Wildflowers: On Grief.

We’ve been singing a song about my dead dog lately, and it’s a real doozy.  It took us months to work up to performing it live, with starts and stops of lumpy throats and staring at the ceiling.  Now, we can get through it fine most of the time, and leave the feelings for the audience.

And our audience is feeling it.  They are replacing our dog in the song with ex-husbands and dead wives, their own dogs or their parents, and sometimes their children.  It’s a world of grief out there, and we are grateful to be the ones facilitating a catharsis if it’s needed.  The conversations following the show are similar.

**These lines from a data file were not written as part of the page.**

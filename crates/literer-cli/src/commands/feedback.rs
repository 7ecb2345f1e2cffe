use std::path::{Path, PathBuf};

use anyhow::{Context, Result};
use literer_config::Config;
use literer_core::{Chunker, FeedbackLoop, ModelId, TargetJournal, TokenCounter, join_chunks};
use serde::Serialize;

use super::{check_model_available, emit, model_context, openai_client};
use crate::cli::FeedbackArgs;

#[derive(Serialize)]
struct FeedbackReport<'a> {
    target: String,
    chunks: Vec<ChunkReport<'a>>,
    #[serde(skip_serializing_if = "Option::is_none")]
    revised_text: Option<String>,
}

#[derive(Serialize)]
struct ChunkReport<'a> {
    index: usize,
    tokens: usize,
    text: &'a str,
    feedback: &'a str,
    #[serde(skip_serializing_if = "Option::is_none")]
    revised: Option<&'a str>,
}

fn read_draft(path: &Path) -> Result<String> {
    std::fs::read_to_string(path).with_context(|| format!("Failed to read {}", path.display()))
}

pub async fn feedback(config: &Config, model_override: bool, args: FeedbackArgs) -> Result<()> {
    let draft = read_draft(&args.file)?;
    let target = TargetJournal::from_names(args.journals)?;
    let budget = args.tokens.unwrap_or(config.budget_tokens);

    let context = model_context(config)?;
    let client = openai_client(config)?;
    if model_override {
        check_model_available(&client, &config.model).await?;
    }

    let feedback_loop = FeedbackLoop::new(client, context)
        .with_delimiter(config.delimiter.as_str())
        .with_concurrency(config.concurrency);

    let round = feedback_loop.request_feedback(&draft, &target, budget).await?;

    let revised = if args.revise {
        Some(
            feedback_loop
                .incorporate_feedback(&round.chunks, &round.feedback, &target)
                .await?,
        )
    } else {
        None
    };

    let report = FeedbackReport {
        target: target.describe(),
        chunks: round
            .chunks
            .iter()
            .zip(&round.feedback)
            .enumerate()
            .map(|(i, (chunk, feedback))| ChunkReport {
                index: chunk.index,
                tokens: chunk.tokens,
                text: &chunk.text,
                feedback,
                revised: revised.as_ref().map(|r| r[i].as_str()),
            })
            .collect(),
        revised_text: revised.as_ref().map(|r| join_chunks(r.as_slice(), &config.delimiter)),
    };

    let output = if args.json {
        serde_json::to_string_pretty(&report)?
    } else {
        render_markdown(&report)
    };
    emit(&output, args.out.as_deref())
}

fn render_markdown(report: &FeedbackReport<'_>) -> String {
    let mut out = format!("# Feedback for submission to {}\n", report.target);
    for chunk in &report.chunks {
        out.push_str(&format!(
            "\n## Chunk {} ({} tokens)\n\n### Feedback\n\n{}\n",
            chunk.index + 1,
            chunk.tokens,
            chunk.feedback.trim()
        ));
        if let Some(revised) = chunk.revised {
            out.push_str(&format!("\n### Revised\n\n{}\n", revised.trim()));
        }
    }
    if let Some(text) = &report.revised_text {
        out.push_str(&format!("\n# Revised draft\n\n{}\n", text));
    }
    out
}

pub fn chunks(config: &Config, file: PathBuf, tokens: Option<usize>) -> Result<()> {
    let draft = read_draft(&file)?;
    let budget = tokens.unwrap_or(config.budget_tokens);
    let counter = TokenCounter::for_model(&ModelId::new(config.model.as_str()))?;

    let chunks = Chunker::new(&counter)
        .with_delimiter(config.delimiter.as_str())
        .split(&draft, budget)?;

    println!(
        "{} ({} tokens under {}) → {} chunk(s), budget {}",
        file.display(),
        counter.count(&draft),
        config.model,
        chunks.len(),
        budget
    );
    for chunk in &chunks {
        let preview: String = chunk
            .text
            .lines()
            .find(|l| !l.trim().is_empty())
            .unwrap_or("")
            .chars()
            .take(60)
            .collect();
        println!(
            "  [{}] paragraphs {}-{} · {} tokens · {}",
            chunk.index + 1,
            chunk.paragraphs.start + 1,
            chunk.paragraphs.end,
            chunk.tokens,
            preview
        );
    }
    Ok(())
}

“You never stop missing them,” they will say.

“We never do,” I say, not sure whose loss we are speaking of.

“And they are always still there,” they will say.

“It’s true,” I say, and then add something I think is wise, “the grief never goes away.  It’s just a space you learn to work around, occasionally bumping into.”

“Yes,” they say.  And then, they are gone, bumping into the grief space on their way out the door.

magsbuttholelessBut maybe it isn’t like that at all.

When our friend Josh died, it was sudden and intentional, and we were speeding to Chattanooga late at night to catch a funeral we never imagined we’d attend.  At the funeral, the space of grief widened as we listened to a recording of Tom Petty singing–

You belong among the wildflowers…

I don’t listen to Tom Petty, anymore.  Maybe it’s more than an empty space.  Maybe it’s a black hole, sucking up those songs and next day hangovers and lit candles into a mass of memory you have to work very hard to avoid getting caught in again.

Last month, we watched our friend Thomas direct a choir of children at his school in a medley of songs ranging from Beyonce to Jerry Garcia.  When they sang Wildflowers, I tensed.  I thought about leaving.  I thought about covering my face.  Instead, I cried.

Grief is a space you bump into on occasion– a space you work around.  It is also a black hole, sweeping you down a long tunnel of old church pews and a mother bent over her son’s coffin.  Grief is also a room, lit brightly, that you choose to enter and walk through again and again, changing the flowers in the center table vase before closing the door again on the other side, occasionally with a choir of children or a little folk band guiding you in and safely out again.